Sometimes you might capture an image and later discover something in your photo you want to crop out. That was the case with this old rusty piece of mining equipment. I did not care for the vertical pole on the left side of the background and decided to crop it out. This left the subject more centred in the frame. To use the Crop feature, choose the picture from the camera roll and open it, then select Edit. At the bottom next to Cancel, is the crop tool. Click on that, and then you can drag the sides or corners anywhere you wish on the image. And if your horizon is tilted, use two fingers to rotate and straighten. Or drag on the dial right below the picture.
On previous iOS versions, if you tapped on a link or an email, it would lead you to the Safari Web Browser and the Mail client App. But now, with iOS 14, you can choose your default web browser and email client app to your liking. To select a default app, go to Settings and search for the web browser or email client you wish to choose as the default. Tap on the desired app, and you will be given an option to select the “Default Browser App” or “Email Client”. Tap on your preferred web browser or email client and confirm your action.
The iPad had been bestowed with the Picture-in-Picture mode since the iPad OS 9, and iPhone users were missing out on this useful feature. Now, iOS 14 finally brings this feature to iPhone devices. Currently, iOS native apps like FaceTime and some third party on-demand streaming services are enabled with this feature. When you are on a FaceTime video call, simply swipe up the screen, and your video call will continue in Picture-in-Picture mode.

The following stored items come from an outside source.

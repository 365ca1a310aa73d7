//! Local invocation runtime.
//!
//! # Responsibilities
//! - Accept raw invocation events on the function invoke path
//! - Emulate the load balancer for every other path
//! - Run the synchronous adapter off the async workers
//! - Enforce body limits and request timeouts at the transport
//!
//! # Design Decisions
//! - One shared `Arc<Adapter>`; the adapter holds no per-call state
//! - A panicking handler fails its own request only

use std::future::Future;
use std::io;
use std::sync::Arc;
use std::time::Duration;

use axum::body::Body;
use axum::extract::{DefaultBodyLimit, Request, State};
use axum::http::{HeaderValue, StatusCode};
use axum::response::{IntoResponse, Response};
use axum::routing::post;
use axum::{Json, Router};
use bytes::Bytes;
use serde_json::json;
use tokio::net::TcpListener;
use tower_http::timeout::TimeoutLayer;
use tower_http::trace::TraceLayer;
use uuid::Uuid;

use crate::adapter::{Adapter, Handler};
use crate::config::schema::RuntimeConfig;
use crate::event::{InboundEvent, OutboundEvent};
use crate::http::headers::HeaderMode;
use crate::runtime::emulator::{event_from_request, response_from_event};

/// Path the function invoke API listens on.
pub const INVOKE_PATH: &str = "/2015-03-31/functions/function/invocations";

/// Response header carrying the per-invocation ID.
pub const REQUEST_ID_HEADER: &str = "lambda-runtime-aws-request-id";

/// State injected into handlers.
struct AppState<H> {
    adapter: Arc<Adapter<H>>,
    forwarded_proto: Arc<str>,
    max_event_bytes: usize,
}

impl<H> Clone for AppState<H> {
    fn clone(&self) -> Self {
        Self {
            adapter: self.adapter.clone(),
            forwarded_proto: self.forwarded_proto.clone(),
            max_event_bytes: self.max_event_bytes,
        }
    }
}

/// HTTP server standing in for the invocation transport.
pub struct InvokeServer {
    router: Router,
    mode: HeaderMode,
}

impl InvokeServer {
    pub fn new<H: Handler + 'static>(adapter: Adapter<H>, config: RuntimeConfig) -> Self {
        Self::from_shared(Arc::new(adapter), config)
    }

    pub fn from_shared<H: Handler + 'static>(adapter: Arc<Adapter<H>>, config: RuntimeConfig) -> Self {
        let mode = adapter.mode();
        let state = AppState {
            adapter,
            forwarded_proto: Arc::from(config.forwarded_proto.as_str()),
            max_event_bytes: config.max_event_bytes,
        };
        Self {
            router: Self::build_router(&config, state),
            mode,
        }
    }

    /// Build the Axum router with all middleware layers.
    fn build_router<H: Handler + 'static>(config: &RuntimeConfig, state: AppState<H>) -> Router {
        Router::new()
            .route(INVOKE_PATH, post(invoke_handler::<H>))
            .fallback(emulate_handler::<H>)
            .with_state(state)
            .layer(DefaultBodyLimit::max(config.max_event_bytes))
            .layer(TimeoutLayer::with_status_code(
                StatusCode::REQUEST_TIMEOUT,
                Duration::from_secs(config.request_timeout_secs),
            ))
            .layer(TraceLayer::new_for_http())
    }

    /// Serve until Ctrl+C.
    pub async fn run(self, listener: TcpListener) -> io::Result<()> {
        self.run_until(listener, shutdown_signal()).await
    }

    /// Serve until `shutdown` resolves, then drain in-flight requests.
    pub async fn run_until<F>(self, listener: TcpListener, shutdown: F) -> io::Result<()>
    where
        F: Future<Output = ()> + Send + 'static,
    {
        let addr = listener.local_addr()?;
        tracing::info!(
            address = %addr,
            mode = self.mode.as_str(),
            invoke_path = INVOKE_PATH,
            "Invocation runtime starting"
        );

        axum::serve(listener, self.router)
            .with_graceful_shutdown(shutdown)
            .await?;

        tracing::info!("Invocation runtime stopped");
        Ok(())
    }
}

/// Raw invoke API: event JSON in, outbound event JSON out.
async fn invoke_handler<H: Handler + 'static>(State(state): State<AppState<H>>, body: Bytes) -> Response {
    let request_id = Uuid::new_v4().to_string();

    let event: InboundEvent = match serde_json::from_slice(&body) {
        Ok(event) => event,
        Err(err) => {
            tracing::warn!(request_id = %request_id, error = %err, "Rejected malformed invocation event");
            return error_response(StatusCode::BAD_REQUEST, "InvalidEvent", &err.to_string());
        }
    };

    tracing::debug!(
        request_id = %request_id,
        method = %event.http_method,
        path = %event.path,
        "Invocation received"
    );

    let mut response = match run_adapter(state.adapter, event).await {
        Ok(outbound) => Json(outbound).into_response(),
        Err(response) => response,
    };
    if let Ok(value) = HeaderValue::from_str(&request_id) {
        response.headers_mut().insert(REQUEST_ID_HEADER, value);
    }
    response
}

/// Load balancer emulation: HTTP in, event through the adapter, HTTP out.
async fn emulate_handler<H: Handler + 'static>(State(state): State<AppState<H>>, request: Request) -> Response {
    let (parts, body) = request.into_parts();
    let body = match axum::body::to_bytes(body, state.max_event_bytes).await {
        Ok(body) => body,
        Err(err) => {
            tracing::warn!(error = %err, "Request body rejected");
            return (StatusCode::PAYLOAD_TOO_LARGE, "Request body too large").into_response();
        }
    };

    let event = event_from_request(&parts, &body, state.adapter.mode(), &state.forwarded_proto);
    let outbound = match run_adapter(state.adapter, event).await {
        Ok(outbound) => outbound,
        Err(response) => return response,
    };

    match response_from_event(&outbound) {
        Ok(response) => response.map(Body::from),
        Err(err) => {
            tracing::error!(error = %err, status = outbound.status_code, "Invalid invocation response");
            (StatusCode::BAD_GATEWAY, "Invalid invocation response").into_response()
        }
    }
}

async fn run_adapter<H: Handler + 'static>(
    adapter: Arc<Adapter<H>>,
    event: InboundEvent,
) -> Result<OutboundEvent, Response> {
    tokio::task::spawn_blocking(move || adapter.handle(event))
        .await
        .map_err(|err| {
            tracing::error!(error = %err, "Handler did not complete");
            error_response(StatusCode::INTERNAL_SERVER_ERROR, "HandlerFailed", "handler did not complete")
        })
}

fn error_response(status: StatusCode, kind: &str, message: &str) -> Response {
    let body = json!({
        "errorType": kind,
        "errorMessage": message,
    });
    (status, Json(body)).into_response()
}

/// Wait for shutdown signal (Ctrl+C).
async fn shutdown_signal() {
    if let Err(err) = tokio::signal::ctrl_c().await {
        tracing::error!(error = %err, "Failed to install Ctrl+C handler");
        std::future::pending::<()>().await;
    }
    tracing::info!("Shutdown signal received");
}
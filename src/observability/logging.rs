//! Structured logging.
//!
//! # Design Decisions
//! - Uses tracing crate for structured logging
//! - JSON format for production, pretty format for development
//! - `RUST_LOG` takes precedence over the configured filter

use tracing_subscriber::util::TryInitError;
use tracing_subscriber::{layer::SubscriberExt, util::SubscriberInitExt, EnvFilter};

use crate::config::schema::{LogFormat, ObservabilityConfig};

/// Install the global subscriber.
pub fn init(config: &ObservabilityConfig) -> Result<(), TryInitError> {
    let filter = EnvFilter::try_from_default_env().unwrap_or_else(|_| EnvFilter::new(&config.log_filter));
    let registry = tracing_subscriber::registry().with(filter);

    match config.log_format {
        LogFormat::Json => registry.with(tracing_subscriber::fmt::layer().json()).try_init(),
        LogFormat::Pretty => registry.with(tracing_subscriber::fmt::layer()).try_init(),
    }
}
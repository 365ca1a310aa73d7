//! Absolute URL reconstruction from forwarded event fragments.
//!
//! # Responsibilities
//! - Merge multi-valued and single-valued query parameters
//! - Form-encode the merged query in sorted key order
//! - Assemble `scheme://host/path?query` and validate it
//!
//! # Design Decisions
//! - Multi-valued parameters come first; single-valued ones are appended
//! - An empty query emits no `?`
//! - The path is never normalized; the handler sees the path the client sent
//! - The host must be a bare authority (`name[:port]`, no userinfo)

use std::collections::BTreeMap;
use std::str::FromStr;

use ::url::form_urlencoded;
use http::uri::{Authority, Uri};

use crate::http::error::DecodeError;

/// Union of both query representations.
pub fn merge_query(
    multi: Option<&BTreeMap<String, Vec<String>>>,
    single: Option<&BTreeMap<String, String>>,
) -> BTreeMap<String, Vec<String>> {
    let mut query: BTreeMap<String, Vec<String>> = multi.cloned().unwrap_or_default();
    for (name, value) in single.into_iter().flatten() {
        query.entry(name.clone()).or_default().push(value.clone());
    }
    query
}

/// `application/x-www-form-urlencoded` serialization, keys sorted, repeated
/// values in their original order.
pub fn encode_query(query: &BTreeMap<String, Vec<String>>) -> String {
    let mut serializer = form_urlencoded::Serializer::new(String::new());
    for (name, values) in query {
        for value in values {
            serializer.append_pair(name, value);
        }
    }
    serializer.finish()
}

/// Rebuild the URL the client originally requested.
///
/// The path is kept as sent: no dot-segment resolution and no separator
/// rewriting. Only bytes a URI cannot carry are percent-encoded.
pub fn reconstruct_url(
    proto: &str,
    host: &str,
    path: &str,
    query: &BTreeMap<String, Vec<String>>,
) -> Result<Uri, DecodeError> {
    let invalid = |reason: String| DecodeError::InvalidUrl {
        url: format!("{}://{}{}", proto, host, path),
        reason,
    };

    if proto.is_empty() {
        return Err(invalid("no scheme".to_string()));
    }
    let authority = parse_authority(host).map_err(invalid)?;

    let mut path_and_query = String::with_capacity(path.len() + 1);
    if !path.starts_with('/') {
        path_and_query.push('/');
    }
    escape_path(path, &mut path_and_query);

    let encoded = encode_query(query);
    if !encoded.is_empty() {
        path_and_query.push('?');
        path_and_query.push_str(&encoded);
    }

    Uri::builder()
        .scheme(proto)
        .authority(authority)
        .path_and_query(path_and_query)
        .build()
        .map_err(|e| invalid(e.to_string()))
}

fn parse_authority(host: &str) -> Result<Authority, String> {
    if host.is_empty() {
        return Err("no host".to_string());
    }
    if host.contains('@') {
        return Err("host carries userinfo".to_string());
    }
    Authority::from_str(host).map_err(|e| e.to_string())
}

/// Append `path`, percent-encoding every byte outside the set `http::Uri`
/// accepts in a path. `?` and `#` are always encoded so they stay in the path.
fn escape_path(path: &str, out: &mut String) {
    for &byte in path.as_bytes() {
        match byte {
            0x21 | 0x24..=0x3B | 0x3D | 0x40..=0x5F | 0x61..=0x7A | 0x7C | 0x7E => out.push(byte as char),
            _ => push_escaped(byte, out),
        }
    }
}

fn push_escaped(byte: u8, out: &mut String) {
    const HEX: &[u8; 16] = b"0123456789ABCDEF";
    out.push('%');
    out.push(HEX[(byte >> 4) as usize] as char);
    out.push(HEX[(byte & 0x0F) as usize] as char);
}

#[cfg(test)]
mod tests {
    use super::*;

    fn multi(pairs: &[(&str, &[&str])]) -> BTreeMap<String, Vec<String>> {
        pairs
            .iter()
            .map(|(k, vs)| (k.to_string(), vs.iter().map(|v| v.to_string()).collect()))
            .collect()
    }

    #[test]
    fn test_repeated_values_keep_order() {
        let query = multi(&[("x", &["1", "2"])]);
        let url = reconstruct_url("https", "example.com", "/a/b", &query).unwrap();
        assert_eq!(url.to_string(), "https://example.com/a/b?x=1&x=2");
    }

    #[test]
    fn test_single_values_append_after_multi() {
        let m = multi(&[("a", &["1"])]);
        let mut s = BTreeMap::new();
        s.insert("a".to_string(), "2".to_string());
        s.insert("b".to_string(), "3".to_string());

        let merged = merge_query(Some(&m), Some(&s));
        assert_eq!(merged["a"], vec!["1", "2"]);
        assert_eq!(merged["b"], vec!["3"]);
        assert_eq!(encode_query(&merged), "a=1&a=2&b=3");
    }

    #[test]
    fn test_values_are_form_encoded() {
        let query = multi(&[("q", &["a b&c=d"])]);
        assert_eq!(encode_query(&query), "q=a+b%26c%3Dd");
    }

    #[test]
    fn test_empty_query_has_no_question_mark() {
        let url = reconstruct_url("http", "svc.local", "/ping", &BTreeMap::new()).unwrap();
        assert_eq!(url.to_string(), "http://svc.local/ping");
    }

    #[test]
    fn test_host_with_port() {
        let url = reconstruct_url("http", "svc.local:8080", "/", &BTreeMap::new()).unwrap();
        assert_eq!(url.port_u16(), Some(8080));
        assert_eq!(url.path(), "/");
    }

    #[test]
    fn test_empty_scheme_is_rejected() {
        let err = reconstruct_url("", "svc.local", "/", &BTreeMap::new()).unwrap_err();
        assert_eq!(err.kind(), "invalid_url");
    }

    #[test]
    fn test_path_question_mark_stays_in_path() {
        let url = reconstruct_url("http", "h", "/what?", &BTreeMap::new()).unwrap();
        assert_eq!(url.path(), "/what%3F");
        assert_eq!(url.query(), None);
    }

    #[test]
    fn test_dot_segments_are_not_resolved() {
        for path in ["/a/../b", "/a/./b", "/a/%2e%2e/b", "/static/%2E/x"] {
            let url = reconstruct_url("http", "svc.local", path, &BTreeMap::new()).unwrap();
            assert_eq!(url.path(), path);
        }
    }

    #[test]
    fn test_backslash_is_kept() {
        let url = reconstruct_url("http", "svc.local", "/a\\b", &BTreeMap::new()).unwrap();
        assert_eq!(url.path(), "/a\\b");
    }

    #[test]
    fn test_unsafe_path_bytes_are_escaped() {
        let url = reconstruct_url("http", "svc.local", "/a b/caf\u{e9}<>", &BTreeMap::new()).unwrap();
        assert_eq!(url.path(), "/a%20b/caf%C3%A9%3C%3E");
    }

    #[test]
    fn test_missing_leading_slash_is_added() {
        let url = reconstruct_url("http", "svc.local", "ping", &BTreeMap::new()).unwrap();
        assert_eq!(url.path(), "/ping");
    }

    #[test]
    fn test_host_with_path_is_rejected() {
        let err = reconstruct_url("http", "svc.local/evil", "/x", &BTreeMap::new()).unwrap_err();
        assert_eq!(err.kind(), "invalid_url");
    }

    #[test]
    fn test_host_with_userinfo_is_rejected() {
        let err = reconstruct_url("http", "user@svc.local", "/x", &BTreeMap::new()).unwrap_err();
        assert_eq!(err.kind(), "invalid_url");
    }

    #[test]
    fn test_empty_host_is_rejected() {
        let err = reconstruct_url("http", "", "/x", &BTreeMap::new()).unwrap_err();
        assert_eq!(err.kind(), "invalid_url");
    }
}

You can drag the mini display anywhere you want on the screen.
Apple wants you to use their own services and apps so that their users don’t wander off to other competitors, so they have bundled the Translate App with the iOS 14 (which can be removed). The Translate app is straightforward and intuitive to use for real translating needs or casual fun. The interface is very simple. On the right and left, you choose the language you want to translate from. You have the option to type or use the microphone to begin the translation. The Translate App is convenient for people who are traveling very often foreign countries.
Most iPhone users don’t know this trick, but you can easily undo deleted text on the iPhone. This can be very helpful if you are typing or editing a long paragraph and accidentally delete some text. Steps to undo deleted text are: 1. Shake to undo. Hold on to your phone tight and shake it. You will see “Undo Typing” option on your screen. 2. Landscape keyboard. Rotating your keyboard in landscape mode will show an undo button on the keyboard which can be used to recover deleted text on iPhone while typing.
This is a very less used but equally useful feature on your iPhone. Night shift is used to set warm colours for your iPhone to make it easier to use. This helps comfort your eyes at night as well as leads to better sleep. There are also automatic rules you can set up for the night shift.
With iOS 14, Apple offered an option to hide home screen pages. iOS 15 takes it a step ahead and allows users to remove home screen pages completely in the app. Long press on empty screen on the home screen and select dot menu above the Dock. First, disable the home screen page that you want to hide and tap on the ‘–‘ icon at the upper left corner to remove the home screen page.
The Back Tap on iOS 14 (iPhone 8 and above) does what it says. The Back Tap accessibility feature allows you to set functions when double or triple tapping the back of the iPhone. You can assign tasks to these and limit the screen swipes you need to perform daily, like double-tapping for taking a screenshot. To assign a double or triple back tap function, go to Settings > Accessibility > Touch > Back Tap and then assign a function for double or triple tap.
Thanks to 5G, you can perform FaceTime video calls in 1080p HD on your iPhone 13. Go to Settings > Cellular > Data Mode and select Allow More Data on 5G to FaceTime in HD over 5G. You can also do enjoy FaceTime HD calls on Wi-Fi.
The iPhone’s metering is, for the most part, automatic. Average scenes with average lighting may have correct exposure. But there may be times where the iPhone falls short. Adjusting exposure is quite easy and can make a huge difference in the photos. This full tonal range image is easy to meter and expose. Here is a scene I chose due to the high contrast of backlighting. This exposure is the iPhone’s average metering. It preserved some shadow detail and highlight detail. While that is what it is designed to do, it feels too dark. That makes it a perfect image for using the spot metering feature. Wherever you tap on the screen to set focus, you also are choosing that spot to meter exposure. I clicked on the shadows of the tree trunk. The result was an adjusted exposure for better shadow exposure. This is a good approach for selecting zones that need a change in exposure. But it won’t work for everything. In that case, you can adjust the global brightness with the exposure slider. Start by tapping on the screen where you will see the Sun symbol next to the yellow box. The sun symbol is the slider to adjust exposure so slide the symbol up or down to lighten or darken. The image below is a perfect example of adjusting global exposure. There are high contrast lighting and deep shadows in the rear. The camera exposure was off quite a bit. It compromised to maintain detail in shadows and some highlights. To get a correct exposure, I used the sun slider. I darkened the whole image until the highlights were set to proper exposure. This created a darker background, but that is okay since the subject is the flowering plant.